Undermount Personal Storage
A manufacturable storage solution designed to adapt
Summer 2022 Internship
Client / Company
Steelcase Studio b
Role
Product Development Engineering Intern
Skills
Design for manufacturing
3D modeling
Prototyping
Materials
Sheet metal
Laminate
Tools
PTC Creo
Break press
SOTO Personal Console
Background
My team at Steelcase created several custom undermount storage units for different clients, but they often start from scratch if new clients don’t want their previous designs.
Design, engineer, manufacture, and test a storage unit that provides a baseline for price, function, and form while also being aesthetic, manufacturable, and adaptable to meet the unique requirements of future clients.
Constraints
My team makes custom products at low volume with fast lead times, so they don’t do any custom tooling or injection molding. This means my project could only involve sheet metal and wood.
Ideation
How does it open?
What goes in it?
How does it attach?
Internal/External Features?
Process 1 of 2: Hinge Study
All previous designs featured a rounded inset door with pin hinges that ate into the usable space of the unit. I began studying the use of wall mounted hinges instead of pin hinges to give users a wider usable opening. Wall mounted hinges also allow for a proud door design. To test this, I created two double-door storage units that visualized different combinations of hinge type, door placement, and corner design.
Wall Mounted Hinges
Previous Design
Pin Hinges or Wall Mounted Hinges
Rounded Corners or Square Corners
Inset Door or Proud Door
One Extra Door for Proud Setting at Full Height
= 7 Unique Combinations
Double Doored Storage Units
Findings
Wall mounted hinges shrink the gap between the door and the case as they move the door out and around the edge of the shell. However, the hinges themselves encroach on the opening of the unit. They are also more visually obtrusive and expensive compared to the pin hinges.
Process 2 of 2: Body Construction
The Problem
Every previous design featured the same one piece “U” shaped body. Due to the height and width of this body design, it was very difficult to manufacture on a break press.

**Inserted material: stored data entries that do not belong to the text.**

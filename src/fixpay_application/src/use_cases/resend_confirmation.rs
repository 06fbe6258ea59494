use chrono::Utc;
use fixpay_core::{
    AccountId, AccountStore, AccountStoreError, CredentialHasher, CredentialHasherError,
    Notification, Notifier, OtpChallenge, OtpCode, OtpPurpose,
};

/// Error types for the resend confirmation use case
#[derive(Debug, thiserror::Error)]
pub enum ResendConfirmationError {
    #[error("Account not found")]
    NotFound,
    #[error("the email is already verified")]
    AlreadyVerified,
    #[error("a code was sent recently, retry in {retry_after_secs}s")]
    RateLimited { retry_after_secs: i64 },
    #[error("Hashing error: {0}")]
    HasherError(#[from] CredentialHasherError),
    #[error("Account store error: {0}")]
    AccountStoreError(AccountStoreError),
}

/// Resend confirmation use case - reissues the registration OTP, replacing
/// the previous challenge wholesale.
pub struct ResendConfirmationUseCase<A, H, N>
where
    A: AccountStore,
    H: CredentialHasher,
    N: Notifier,
{
    account_store: A,
    hasher: H,
    notifier: N,
}

impl<A, H, N> ResendConfirmationUseCase<A, H, N>
where
    A: AccountStore,
    H: CredentialHasher,
    N: Notifier,
{
    pub fn new(account_store: A, hasher: H, notifier: N) -> Self {
        Self {
            account_store,
            hasher,
            notifier,
        }
    }

    #[tracing::instrument(name = "ResendConfirmationUseCase::execute", skip(self))]
    pub async fn execute(&self, account_id: AccountId) -> Result<(), ResendConfirmationError> {
        let mut account = match self.account_store.find_by_id(&account_id).await {
            Ok(account) => account,
            Err(AccountStoreError::AccountNotFound) => {
                return Err(ResendConfirmationError::NotFound)
            }
            Err(e) => return Err(ResendConfirmationError::AccountStoreError(e)),
        };

        if account.is_verified() {
            return Err(ResendConfirmationError::AlreadyVerified);
        }

        let now = Utc::now();
        if let Some(challenge) = account.confirmation_otp() {
            if let Some(retry_after_secs) = challenge.resend_cooldown_remaining(now) {
                return Err(ResendConfirmationError::RateLimited { retry_after_secs });
            }
        }

        let code = OtpCode::generate();
        let code_hash = self.hasher.hash(code.as_ref().clone()).await?;
        account.start_confirmation(OtpChallenge::new(OtpPurpose::ConfirmEmail, code_hash, now));

        self.account_store
            .update(&account)
            .await
            .map_err(ResendConfirmationError::AccountStoreError)?;

        self.notifier.notify(Notification::ConfirmationOtp {
            email: account.email().clone(),
            code,
        });

        Ok(())
    }
}
pub mod session_token;

pub use session_token::{
    authenticate, decode_session_claims, issue_session_token, SessionClaims, SessionTokenConfig,
    TokenAuthError, BEARER_PREFIX,
};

The part would be forced to bend into the machine itself and cause a serious safety hazard.
How might we achieve the same form and function with a more manufacturable body design?
How many different ways can you make a box?
I began brainstorming different ways of achieving the same shape using multiple parts that offered greater manufacturability.
Refined Prototypes
After receiving feedback from manufacturing and tooling engineers, I narrowed it down to three designs.
Chosen for greatest manufacturability despite low visual appeal, greater number of parts, and low novelty
Chosen for novelty, aesthetic, and low number of parts despite higher complexity
Chosen for greatest balance of manufacturability, novelty, and aesthetic
I took what I learned from my hinge study and body construction prototypes to inform my final design. My hinge study showed me that pin hinges offer greater versatility, affordability, and aesthetic. My case construction prototypes showed me that the design with four rounded corners offered the greatest manufacturability, visual appeal, and adaptability.
Bringing it All Together
Hinge Study Prototypes
Body Construction Prototypes
Why It Works
Adaptable
Can fit any dimension without sacrificing manufacturability.
Can feature wall mounted hinges if desired.
LH/RH adjustable in the field.
Manufacturable
Simpler parts than the “U” shaped body.
Offset placements allow for easy spot welding.
Unobtrusive
Understated design with seamless Steelcase integration.
Unobtrusive offsets.
Seamless bottom surface.
Offsets would be hidden when installed under a desk.
Cost Effective
Fewer bends.
Fewer parts.
Affordable hardware.
Takeaways
By the end of the summer, I was very happy to have walked away with two functional, full sized prototypes. These prototypes passed all BIFMA testing standards for undermounted storage units. They also achieve a design that has never been seen on the market.
Next Steps
There are some minor design changes that I’d like to implement such as shrinking the cable openings in the back of the unit and integrating a lock mechanism. I’d also like to investigate using a metal door instead of a wooden one to lower cost. A more rigorous cost model as well as user testing must also be done before this prototype can be manufactured at scale.